Directions: Two lines below mark the span: the one containing "length in seconds" and the one containing "let config = EngineConfig::default()". Set down both, plus every line between, exactly as they stand, and nothing else.

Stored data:
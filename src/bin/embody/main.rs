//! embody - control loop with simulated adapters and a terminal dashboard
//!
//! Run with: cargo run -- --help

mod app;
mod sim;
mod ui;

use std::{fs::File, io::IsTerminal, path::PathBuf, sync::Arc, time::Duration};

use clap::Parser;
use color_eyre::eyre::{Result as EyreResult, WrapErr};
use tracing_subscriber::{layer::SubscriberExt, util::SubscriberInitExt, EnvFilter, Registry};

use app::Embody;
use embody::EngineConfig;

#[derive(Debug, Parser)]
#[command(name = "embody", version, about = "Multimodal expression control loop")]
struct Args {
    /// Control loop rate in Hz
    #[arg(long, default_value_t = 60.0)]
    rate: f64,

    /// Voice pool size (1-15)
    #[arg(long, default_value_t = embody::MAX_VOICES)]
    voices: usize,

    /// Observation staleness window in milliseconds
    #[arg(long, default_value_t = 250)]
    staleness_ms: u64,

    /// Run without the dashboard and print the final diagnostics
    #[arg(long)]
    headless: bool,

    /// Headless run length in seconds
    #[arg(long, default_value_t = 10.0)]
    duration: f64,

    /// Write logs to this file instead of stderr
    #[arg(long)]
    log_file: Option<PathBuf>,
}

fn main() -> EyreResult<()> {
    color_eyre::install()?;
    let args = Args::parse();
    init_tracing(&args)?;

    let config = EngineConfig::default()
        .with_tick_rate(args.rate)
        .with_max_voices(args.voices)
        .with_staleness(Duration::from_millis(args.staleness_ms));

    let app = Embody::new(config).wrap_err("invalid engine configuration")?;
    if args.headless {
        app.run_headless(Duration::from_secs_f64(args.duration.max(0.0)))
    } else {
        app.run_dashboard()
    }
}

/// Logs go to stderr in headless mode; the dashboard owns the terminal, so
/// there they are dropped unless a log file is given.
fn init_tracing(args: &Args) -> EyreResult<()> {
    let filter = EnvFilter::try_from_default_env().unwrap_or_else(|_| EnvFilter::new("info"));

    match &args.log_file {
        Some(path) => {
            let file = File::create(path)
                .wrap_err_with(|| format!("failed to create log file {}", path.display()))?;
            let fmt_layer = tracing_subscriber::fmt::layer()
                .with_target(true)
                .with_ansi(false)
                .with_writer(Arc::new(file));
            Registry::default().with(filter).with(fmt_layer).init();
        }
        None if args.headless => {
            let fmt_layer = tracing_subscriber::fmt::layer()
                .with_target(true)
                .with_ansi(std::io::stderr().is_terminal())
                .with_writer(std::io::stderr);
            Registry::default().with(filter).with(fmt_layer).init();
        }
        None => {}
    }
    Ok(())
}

==

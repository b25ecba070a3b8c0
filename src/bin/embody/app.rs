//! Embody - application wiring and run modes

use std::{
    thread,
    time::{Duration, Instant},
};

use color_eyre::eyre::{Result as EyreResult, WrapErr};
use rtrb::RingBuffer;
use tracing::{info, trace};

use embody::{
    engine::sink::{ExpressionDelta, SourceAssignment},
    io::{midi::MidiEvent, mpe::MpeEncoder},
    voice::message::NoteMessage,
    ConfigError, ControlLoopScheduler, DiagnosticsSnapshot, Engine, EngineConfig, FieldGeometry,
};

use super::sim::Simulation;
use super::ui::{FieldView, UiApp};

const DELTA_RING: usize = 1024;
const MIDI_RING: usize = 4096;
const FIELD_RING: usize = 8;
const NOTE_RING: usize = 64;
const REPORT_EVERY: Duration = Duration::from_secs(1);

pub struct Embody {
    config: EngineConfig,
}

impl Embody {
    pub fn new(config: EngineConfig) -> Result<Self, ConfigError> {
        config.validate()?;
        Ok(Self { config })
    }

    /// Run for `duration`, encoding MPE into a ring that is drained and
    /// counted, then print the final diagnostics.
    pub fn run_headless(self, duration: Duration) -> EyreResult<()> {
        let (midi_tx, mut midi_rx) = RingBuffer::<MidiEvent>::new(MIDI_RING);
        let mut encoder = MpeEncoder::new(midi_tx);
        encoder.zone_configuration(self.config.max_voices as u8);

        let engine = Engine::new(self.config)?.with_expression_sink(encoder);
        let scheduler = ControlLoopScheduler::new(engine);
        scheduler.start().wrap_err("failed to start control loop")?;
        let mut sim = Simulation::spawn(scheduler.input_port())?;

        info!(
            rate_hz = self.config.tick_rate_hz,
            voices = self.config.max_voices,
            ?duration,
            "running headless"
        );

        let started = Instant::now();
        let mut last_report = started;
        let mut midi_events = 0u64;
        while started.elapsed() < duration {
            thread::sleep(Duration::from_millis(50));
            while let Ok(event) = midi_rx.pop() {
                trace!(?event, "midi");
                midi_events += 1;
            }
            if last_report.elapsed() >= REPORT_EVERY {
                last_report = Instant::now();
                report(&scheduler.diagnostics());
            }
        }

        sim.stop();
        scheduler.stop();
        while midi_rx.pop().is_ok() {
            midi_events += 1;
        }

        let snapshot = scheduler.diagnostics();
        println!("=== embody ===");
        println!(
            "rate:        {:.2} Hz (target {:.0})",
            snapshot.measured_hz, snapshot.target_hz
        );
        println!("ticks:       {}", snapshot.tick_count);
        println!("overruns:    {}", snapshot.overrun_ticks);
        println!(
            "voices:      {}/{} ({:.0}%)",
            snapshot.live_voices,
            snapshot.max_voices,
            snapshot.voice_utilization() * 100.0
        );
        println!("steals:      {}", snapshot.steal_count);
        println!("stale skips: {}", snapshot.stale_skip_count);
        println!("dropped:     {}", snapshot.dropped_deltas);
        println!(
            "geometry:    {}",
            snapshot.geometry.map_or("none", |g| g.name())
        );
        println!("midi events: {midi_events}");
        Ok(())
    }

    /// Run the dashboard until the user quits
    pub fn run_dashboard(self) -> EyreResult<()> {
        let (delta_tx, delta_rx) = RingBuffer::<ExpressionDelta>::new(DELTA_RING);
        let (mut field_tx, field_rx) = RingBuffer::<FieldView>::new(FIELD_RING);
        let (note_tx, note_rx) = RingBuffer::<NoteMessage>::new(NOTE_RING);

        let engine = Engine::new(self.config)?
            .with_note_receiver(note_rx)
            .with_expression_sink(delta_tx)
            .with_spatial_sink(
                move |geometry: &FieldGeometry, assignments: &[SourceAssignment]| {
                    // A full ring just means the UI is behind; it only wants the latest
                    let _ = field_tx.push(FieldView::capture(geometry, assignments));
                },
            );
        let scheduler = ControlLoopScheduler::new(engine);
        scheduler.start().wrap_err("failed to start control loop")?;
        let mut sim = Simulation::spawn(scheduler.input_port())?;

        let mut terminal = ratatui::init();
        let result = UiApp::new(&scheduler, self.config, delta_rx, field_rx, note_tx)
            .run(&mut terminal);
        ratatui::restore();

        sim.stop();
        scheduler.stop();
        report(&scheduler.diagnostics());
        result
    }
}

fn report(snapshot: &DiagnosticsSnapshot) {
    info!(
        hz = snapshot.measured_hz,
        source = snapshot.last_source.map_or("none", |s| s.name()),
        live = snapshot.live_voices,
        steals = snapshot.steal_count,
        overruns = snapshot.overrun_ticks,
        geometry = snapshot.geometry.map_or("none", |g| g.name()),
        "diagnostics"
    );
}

Answer box:
    /// Headless run length in seconds
    #[arg(long, default_value_t = 10.0)]
    duration: f64,

    /// Write logs to this file instead of stderr
    #[arg(long)]
    log_file: Option<PathBuf>,
}

fn main() -> EyreResult<()> {
    color_eyre::install()?;
    let args = Args::parse();
    init_tracing(&args)?;

    let config = EngineConfig::default()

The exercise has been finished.